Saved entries

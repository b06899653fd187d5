//! Per-trip view preferences and the store they are read from.

use std::{collections::HashMap, fs, path::Path};

use serde::{Deserialize, Serialize};

use crate::debug;

#[derive(Debug, Clone, Copy, Default, PartialEq, Eq, Serialize, Deserialize)]
#[serde(rename_all = "lowercase")]
pub enum MapStyle {
    #[default]
    Light,
    Dark,
    Satellite,
    Terrain,
}

#[derive(Debug, Clone, Copy, Default, PartialEq, Eq, Serialize, Deserialize)]
#[serde(rename_all = "lowercase")]
pub enum RouteMode {
    #[default]
    Simple,
    Realistic,
}

#[derive(Debug, Clone, Copy, Default, PartialEq, Eq, Serialize, Deserialize)]
#[serde(rename_all = "lowercase")]
pub enum ColorMode {
    #[default]
    Brand,
    Trip,
}

#[derive(Debug, Clone, Copy, PartialEq, Eq, Serialize, Deserialize)]
#[serde(rename_all = "camelCase", default)]
pub struct ViewPreferences {
    pub map_style: MapStyle,
    pub route_mode: RouteMode,
    pub color_mode: ColorMode,
    pub show_labels: bool,
}

impl Default for ViewPreferences {
    fn default() -> Self {
        Self {
            map_style: MapStyle::Light,
            route_mode: RouteMode::Simple,
            color_mode: ColorMode::Brand,
            show_labels: true,
        }
    }
}

impl ViewPreferences {
    /// Parse stored preferences; anything malformed yields the defaults.
    pub fn parse(raw: &str) -> Self {
        serde_json::from_str(raw).unwrap_or_default()
    }
}

/// Key-value store holding raw preference JSON per trip id.
pub trait PreferenceStore: Send + Sync {
    fn raw(&self, trip_id: &str) -> Option<String>;

    fn preferences(&self, trip_id: &str) -> ViewPreferences {
        self.raw(trip_id)
            .map(|raw| ViewPreferences::parse(&raw))
            .unwrap_or_default()
    }
}

/// Preferences kept in a JSON object file mapping trip id to preference JSON.
///
/// Values may be objects or JSON-encoded strings.
#[derive(Debug, Default)]
pub struct JsonPreferenceStore {
    entries: HashMap<String, serde_json::Value>,
}

impl JsonPreferenceStore {
    /// Missing or unreadable files give an empty store.
    pub fn load(path: &Path) -> Self {
        let entries = fs::read_to_string(path)
            .ok()
            .and_then(|content| match serde_json::from_str(&content) {
                Ok(entries) => Some(entries),
                Err(e) => {
                    debug!("trip"; "ignoring malformed preferences {}: {}", path.display(), e);
                    None
                }
            })
            .unwrap_or_default();
        Self { entries }
    }
}

impl PreferenceStore for JsonPreferenceStore {
    fn raw(&self, trip_id: &str) -> Option<String> {
        self.entries.get(trip_id).map(|value| match value {
            serde_json::Value::String(s) => s.clone(),
            other => other.to_string(),
        })
    }
}
//! `sharecard render <PATH> -o FILE`

use std::{fs, path::Path};

use anyhow::{Context, Result};

use crate::{
    config::SiteConfig,
    content::ContentCatalog,
    log,
    meta::Resolver,
    render::{RenderPayload, compositor_for, render_png},
    server::AssetServer,
};

/// Split `/path?k=v` into the path and decoded query pairs.
pub fn split_query(raw: &str) -> (&str, Vec<(String, String)>) {
    let (path, query) = raw.split_once('?').unwrap_or((raw, ""));
    let pairs = url::form_urlencoded::parse(query.as_bytes()).into_owned().collect();
    (path, pairs)
}

pub fn render_route(config: &SiteConfig, raw_path: &str, output: &Path) -> Result<()> {
    let catalog = ContentCatalog::load(&config.site.content)?;
    let (path, query) = split_query(raw_path);
    let meta = Resolver::new(config, &catalog).resolve(path, &query);
    let payload = RenderPayload::from_metadata(&meta);

    // The on-demand compositor reads fonts and images from the local assets.
    let server = AssetServer::start(&config.build.assets_root)?;
    let png = {
        let compositor = compositor_for(config, &server.origin())?;
        render_png(compositor.as_ref(), &payload)
            .with_context(|| format!("failed to render `{}`", meta.route_key))?
    };
    server.shutdown();

    if let Some(parent) = output.parent().filter(|p| !p.as_os_str().is_empty()) {
        fs::create_dir_all(parent)?;
    }
    fs::write(output, png).with_context(|| format!("failed to write `{}`", output.display()))?;
    log!("render"; "{} -> {}", meta.route_key, output.display());
    Ok(())
}

#[cfg(test)]
mod tests {
    use super::*;

    #[test]
    fn test_split_query() {
        let (path, pairs) = split_query("/de/blog/x?share=a%20b&utm=1");
        assert_eq!(path, "/de/blog/x");
        assert_eq!(pairs, [("share".into(), "a b".into()), ("utm".into(), "1".into())]);

        let (path, pairs) = split_query("/");
        assert_eq!(path, "/");
        assert!(pairs.is_empty());
    }
}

→ ASSIGNED TASK
Each entry shown above should be copied out exactly.

→ SOLUTION TO THIS TASK
repository b06899653fd187d5
//! Per-trip view preferences and the store they are read from.

use std::{collections::HashMap, fs, path::Path};

use serde::{Deserialize, Serialize};

use crate::debug;

#[derive(Debug, Clone, Copy, Default, PartialEq, Eq, Serialize, Deserialize)]
#[serde(rename_all = "lowercase")]
pub enum MapStyle {
    #[default]
    Light,
    Dark,
    Satellite,
    Terrain,
}

#[derive(Debug, Clone, Copy, Default, PartialEq, Eq, Serialize, Deserialize)]
#[serde(rename_all = "lowercase")]
pub enum RouteMode {
    #[default]
    Simple,
    Realistic,
}

#[derive(Debug, Clone, Copy, Default, PartialEq, Eq, Serialize, Deserialize)]
#[serde(rename_all = "lowercase")]
pub enum ColorMode {
    #[default]
    Brand,
    Trip,
}

#[derive(Debug, Clone, Copy, PartialEq, Eq, Serialize, Deserialize)]
#[serde(rename_all = "camelCase", default)]
pub struct ViewPreferences {
    pub map_style: MapStyle,
    pub route_mode: RouteMode,
    pub color_mode: ColorMode,
    pub show_labels: bool,
}

impl Default for ViewPreferences {
    fn default() -> Self {
        Self {
            map_style: MapStyle::Light,
            route_mode: RouteMode::Simple,
            color_mode: ColorMode::Brand,
            show_labels: true,
        }
    }
}

impl ViewPreferences {
    /// Parse stored preferences; anything malformed yields the defaults.
    pub fn parse(raw: &str) -> Self {
        serde_json::from_str(raw).unwrap_or_default()
    }
}

/// Key-value store holding raw preference JSON per trip id.
pub trait PreferenceStore: Send + Sync {
    fn raw(&self, trip_id: &str) -> Option<String>;

    fn preferences(&self, trip_id: &str) -> ViewPreferences {
        self.raw(trip_id)
            .map(|raw| ViewPreferences::parse(&raw))
            .unwrap_or_default()
    }
}

/// Preferences kept in a JSON object file mapping trip id to preference JSON.
///
/// Values may be objects or JSON-encoded strings.
#[derive(Debug, Default)]
pub struct JsonPreferenceStore {
    entries: HashMap<String, serde_json::Value>,
}

impl JsonPreferenceStore {
    /// Missing or unreadable files give an empty store.
    pub fn load(path: &Path) -> Self {
        let entries = fs::read_to_string(path)
            .ok()
            .and_then(|content| match serde_json::from_str(&content) {
                Ok(entries) => Some(entries),
                Err(e) => {
                    debug!("trip"; "ignoring malformed preferences {}: {}", path.display(), e);
                    None
                }
            })
            .unwrap_or_default();
        Self { entries }
    }
}

impl PreferenceStore for JsonPreferenceStore {
    fn raw(&self, trip_id: &str) -> Option<String> {
        self.entries.get(trip_id).map(|value| match value {
            serde_json::Value::String(s) => s.clone(),
            other => other.to_string(),
        })
    }
}
//! `sharecard render <PATH> -o FILE`

use std::{fs, path::Path};

use anyhow::{Context, Result};

use crate::{
    config::SiteConfig,
    content::ContentCatalog,
    log,
    meta::Resolver,
    render::{RenderPayload, compositor_for, render_png},
    server::AssetServer,
};

/// Split `/path?k=v` into the path and decoded query pairs.
pub fn split_query(raw: &str) -> (&str, Vec<(String, String)>) {
    let (path, query) = raw.split_once('?').unwrap_or((raw, ""));
    let pairs = url::form_urlencoded::parse(query.as_bytes()).into_owned().collect();
    (path, pairs)
}

pub fn render_route(config: &SiteConfig, raw_path: &str, output: &Path) -> Result<()> {
    let catalog = ContentCatalog::load(&config.site.content)?;
    let (path, query) = split_query(raw_path);
    let meta = Resolver::new(config, &catalog).resolve(path, &query);
    let payload = RenderPayload::from_metadata(&meta);

    // The on-demand compositor reads fonts and images from the local assets.
    let server = AssetServer::start(&config.build.assets_root)?;
    let png = {
        let compositor = compositor_for(config, &server.origin())?;
        render_png(compositor.as_ref(), &payload)
            .with_context(|| format!("failed to render `{}`", meta.route_key))?
    };
    server.shutdown();

    if let Some(parent) = output.parent().filter(|p| !p.as_os_str().is_empty()) {
        fs::create_dir_all(parent)?;
    }
    fs::write(output, png).with_context(|| format!("failed to write `{}`", output.display()))?;
    log!("render"; "{} -> {}", meta.route_key, output.display());
    Ok(())
}

#[cfg(test)]
mod tests {
    use super::*;

    #[test]
    fn test_split_query() {
        let (path, pairs) = split_query("/de/blog/x?share=a%20b&utm=1");
        assert_eq!(path, "/de/blog/x");
        assert_eq!(pairs, [("share".into(), "a b".into()), ("utm".into(), "1".into())]);

        let (path, pairs) = split_query("/");
        assert_eq!(path, "/");
        assert!(pairs.is_empty());
    }
}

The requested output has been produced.